(SOURCE MATERIAL Opens)

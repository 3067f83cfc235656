use std::io::Write;
use std::path::Path;

use anyhow::{Context, anyhow};
use quadrant_shared::TaskId;
use tracing::{debug, info, instrument};

use crate::api::TaskApi;
use crate::board::{Board, Prompt};
use crate::classify::Quadrant;
use crate::cli::{AddArgs, Command, ListArgs, ViewSelect};
use crate::config::{Config, resolve_export_dir};
use crate::dispatch::{Mutation, MutationOutcome};
use crate::error::ValidationError;
use crate::export::{ExportKind, export_view};
use crate::render::{OutputFormat, Renderer, RowAction, ViewKind};
use crate::sync::SyncController;

/// Runs one non-interactive command: load, act, reload, print.
#[instrument(skip_all, fields(command = ?command))]
pub async fn dispatch<A, P, W>(
    sync: &mut SyncController<A>,
    prompt: &mut P,
    renderer: &Renderer,
    cfg: &Config,
    command: Command,
    out: &mut W,
) -> anyhow::Result<()>
where
    A: TaskApi,
    P: Prompt,
    W: Write,
{
    match command {
        Command::List(args) => cmd_list(sync, renderer, args, out).await,
        Command::Add(args) => cmd_add(sync, prompt, renderer, args, out).await,
        Command::Done { id } => cmd_row_action(sync, prompt, renderer, id, RowAction::MarkDone, out).await,
        Command::Reopen { id } => {
            cmd_row_action(sync, prompt, renderer, id, RowAction::MoveToPending, out).await
        }
        Command::Delete { id, .. } => {
            cmd_row_action(sync, prompt, renderer, id, RowAction::Delete, out).await
        }
        Command::Export { kind, dir } => {
            let dir = resolve_export_dir(cfg, dir.as_deref());
            cmd_export(sync.api(), kind, &dir, out).await
        }
        Command::Login | Command::Signup | Command::Shell => Err(anyhow!(
            "session commands are handled before dispatch"
        )),
    }
}

pub fn write_board<W: Write>(
    renderer: &Renderer,
    board: &Board,
    select: ViewSelect,
    out: &mut W,
) -> anyhow::Result<()> {
    match select {
        ViewSelect::Pending => renderer.write_view(&mut *out, board.pending()),
        ViewSelect::Done => renderer.write_view(&mut *out, board.done()),
        ViewSelect::Both => {
            renderer.write_view(&mut *out, board.pending())?;
            writeln!(out)?;
            renderer.write_view(&mut *out, board.done())
        }
    }
}

pub fn parse_quadrant(args: &AddArgs) -> anyhow::Result<Quadrant> {
    match args.quadrant.as_deref() {
        Some(raw) => Quadrant::parse(raw).ok_or_else(|| {
            anyhow!("unknown quadrant: {raw} (expected imp_urg, notimp_urg, imp_noturg or notimp_noturg)")
        }),
        None => Ok(Quadrant::from_flags(args.important, args.urgent)),
    }
}

async fn cmd_list<A: TaskApi, W: Write>(
    sync: &mut SyncController<A>,
    renderer: &Renderer,
    args: ListArgs,
    out: &mut W,
) -> anyhow::Result<()> {
    if let Some(value) = args.pending_filter.as_deref() {
        sync.board_mut().select_filter(ViewKind::Pending, Some(value));
    }
    if let Some(value) = args.done_filter.as_deref() {
        sync.board_mut().select_filter(ViewKind::Done, Some(value));
    }

    sync.load().await.context("failed to load tasks")?;

    let renderer = if args.html {
        renderer.clone().with_format(OutputFormat::Html)
    } else {
        renderer.clone()
    };
    write_board(&renderer, sync.board(), args.view, out)
}

async fn cmd_add<A: TaskApi, P: Prompt, W: Write>(
    sync: &mut SyncController<A>,
    prompt: &mut P,
    renderer: &Renderer,
    args: AddArgs,
    out: &mut W,
) -> anyhow::Result<()> {
    let quadrant = parse_quadrant(&args)?;
    let text = args.text.join(" ");
    if text.trim().is_empty() {
        return Err(ValidationError::EmptyText.into());
    }

    let board = sync.board_mut();
    board.input.set(text);
    board.deadline.set(None);
    if let Some(raw) = args.deadline.as_deref() {
        board.deadline.pick(raw)?;
    }

    let outcome = Mutation::Add(quadrant)
        .execute(sync, prompt)
        .await
        .context("failed to add task")?;

    match outcome {
        MutationOutcome::Reloaded(_) => write_board(renderer, sync.board(), ViewSelect::Pending, out),
        MutationOutcome::Rejected(err) => Err(err.into()),
        MutationOutcome::Declined => Ok(()),
    }
}

async fn cmd_row_action<A: TaskApi, P: Prompt, W: Write>(
    sync: &mut SyncController<A>,
    prompt: &mut P,
    renderer: &Renderer,
    id: TaskId,
    action: RowAction,
    out: &mut W,
) -> anyhow::Result<()> {
    sync.load().await.context("failed to load tasks")?;

    let mutation = sync.board().resolve(&id, action).ok_or_else(|| {
        anyhow!(
            "task {id} is not listed where '{}' applies (check the id and the active filters)",
            action.verb()
        )
    })?;
    debug!(id = %id, action = action.verb(), "resolved row action");

    match mutation
        .execute(sync, prompt)
        .await
        .with_context(|| format!("failed to {} task {id}", action.verb()))?
    {
        MutationOutcome::Declined => {
            writeln!(out, "Deletion cancelled.")?;
            Ok(())
        }
        MutationOutcome::Rejected(err) => Err(anyhow!(err)),
        MutationOutcome::Reloaded(_) => write_board(renderer, sync.board(), ViewSelect::Both, out),
    }
}

async fn cmd_export<A: TaskApi, W: Write>(
    api: &A,
    kind: ExportKind,
    dir: &Path,
    out: &mut W,
) -> anyhow::Result<()> {
    let path = export_view(api, kind, dir).await?;
    info!(path = %path.display(), "export downloaded");
    writeln!(out, "Saved {}", path.display())?;
    Ok(())
}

(SOURCE MATERIAL Closes)

TASK GOAL:
Each record shown above must be reproduced exactly.

RESPONSE BOX:
repository 3067f83cfc235656
use std::io::Write;
use std::path::Path;

use anyhow::{Context, anyhow};
use quadrant_shared::TaskId;
use tracing::{debug, info, instrument};

use crate::api::TaskApi;
use crate::board::{Board, Prompt};
use crate::classify::Quadrant;
use crate::cli::{AddArgs, Command, ListArgs, ViewSelect};
use crate::config::{Config, resolve_export_dir};
use crate::dispatch::{Mutation, MutationOutcome};
use crate::error::ValidationError;
use crate::export::{ExportKind, export_view};
use crate::render::{OutputFormat, Renderer, RowAction, ViewKind};
use crate::sync::SyncController;

/// Runs one non-interactive command: load, act, reload, print.
#[instrument(skip_all, fields(command = ?command))]
pub async fn dispatch<A, P, W>(
    sync: &mut SyncController<A>,
    prompt: &mut P,
    renderer: &Renderer,
    cfg: &Config,
    command: Command,
    out: &mut W,
) -> anyhow::Result<()>
where
    A: TaskApi,
    P: Prompt,
    W: Write,
{
    match command {
        Command::List(args) => cmd_list(sync, renderer, args, out).await,
        Command::Add(args) => cmd_add(sync, prompt, renderer, args, out).await,
        Command::Done { id } => cmd_row_action(sync, prompt, renderer, id, RowAction::MarkDone, out).await,
        Command::Reopen { id } => {
            cmd_row_action(sync, prompt, renderer, id, RowAction::MoveToPending, out).await
        }
        Command::Delete { id, .. } => {
            cmd_row_action(sync, prompt, renderer, id, RowAction::Delete, out).await
        }
        Command::Export { kind, dir } => {
            let dir = resolve_export_dir(cfg, dir.as_deref());
            cmd_export(sync.api(), kind, &dir, out).await
        }
        Command::Login | Command::Signup | Command::Shell => Err(anyhow!(
            "session commands are handled before dispatch"
        )),
    }
}

pub fn write_board<W: Write>(
    renderer: &Renderer,
    board: &Board,
    select: ViewSelect,
    out: &mut W,
) -> anyhow::Result<()> {
    match select {
        ViewSelect::Pending => renderer.write_view(&mut *out, board.pending()),
        ViewSelect::Done => renderer.write_view(&mut *out, board.done()),
        ViewSelect::Both => {
            renderer.write_view(&mut *out, board.pending())?;
            writeln!(out)?;
            renderer.write_view(&mut *out, board.done())
        }
    }
}

pub fn parse_quadrant(args: &AddArgs) -> anyhow::Result<Quadrant> {
    match args.quadrant.as_deref() {
        Some(raw) => Quadrant::parse(raw).ok_or_else(|| {
            anyhow!("unknown quadrant: {raw} (expected imp_urg, notimp_urg, imp_noturg or notimp_noturg)")
        }),
        None => Ok(Quadrant::from_flags(args.important, args.urgent)),
    }
}

async fn cmd_list<A: TaskApi, W: Write>(
    sync: &mut SyncController<A>,
    renderer: &Renderer,
    args: ListArgs,
    out: &mut W,
) -> anyhow::Result<()> {
    if let Some(value) = args.pending_filter.as_deref() {
        sync.board_mut().select_filter(ViewKind::Pending, Some(value));
    }
    if let Some(value) = args.done_filter.as_deref() {
        sync.board_mut().select_filter(ViewKind::Done, Some(value));
    }

    sync.load().await.context("failed to load tasks")?;

    let renderer = if args.html {
        renderer.clone().with_format(OutputFormat::Html)
    } else {
        renderer.clone()
    };
    write_board(&renderer, sync.board(), args.view, out)
}

async fn cmd_add<A: TaskApi, P: Prompt, W: Write>(
    sync: &mut SyncController<A>,
    prompt: &mut P,
    renderer: &Renderer,
    args: AddArgs,
    out: &mut W,
) -> anyhow::Result<()> {
    let quadrant = parse_quadrant(&args)?;
    let text = args.text.join(" ");
    if text.trim().is_empty() {
        return Err(ValidationError::EmptyText.into());
    }

    let board = sync.board_mut();
    board.input.set(text);
    board.deadline.set(None);
    if let Some(raw) = args.deadline.as_deref() {
        board.deadline.pick(raw)?;
    }

    let outcome = Mutation::Add(quadrant)
        .execute(sync, prompt)
        .await
        .context("failed to add task")?;

    match outcome {
        MutationOutcome::Reloaded(_) => write_board(renderer, sync.board(), ViewSelect::Pending, out),
        MutationOutcome::Rejected(err) => Err(err.into()),
        MutationOutcome::Declined => Ok(()),
    }
}

async fn cmd_row_action<A: TaskApi, P: Prompt, W: Write>(
    sync: &mut SyncController<A>,
    prompt: &mut P,
    renderer: &Renderer,
    id: TaskId,
    action: RowAction,
    out: &mut W,
) -> anyhow::Result<()> {
    sync.load().await.context("failed to load tasks")?;

    let mutation = sync.board().resolve(&id, action).ok_or_else(|| {
        anyhow!(
            "task {id} is not listed where '{}' applies (check the id and the active filters)",
            action.verb()
        )
    })?;
    debug!(id = %id, action = action.verb(), "resolved row action");

    match mutation
        .execute(sync, prompt)
        .await
        .with_context(|| format!("failed to {} task {id}", action.verb()))?
    {
        MutationOutcome::Declined => {
            writeln!(out, "Deletion cancelled.")?;
            Ok(())
        }
        MutationOutcome::Rejected(err) => Err(anyhow!(err)),
        MutationOutcome::Reloaded(_) => write_board(renderer, sync.board(), ViewSelect::Both, out),
    }
}

async fn cmd_export<A: TaskApi, W: Write>(
    api: &A,
    kind: ExportKind,
    dir: &Path,
    out: &mut W,
) -> anyhow::Result<()> {
    let path = export_view(api, kind, dir).await?;
    info!(path = %path.display(), "export downloaded");
    writeln!(out, "Saved {}", path.display())?;
    Ok(())
}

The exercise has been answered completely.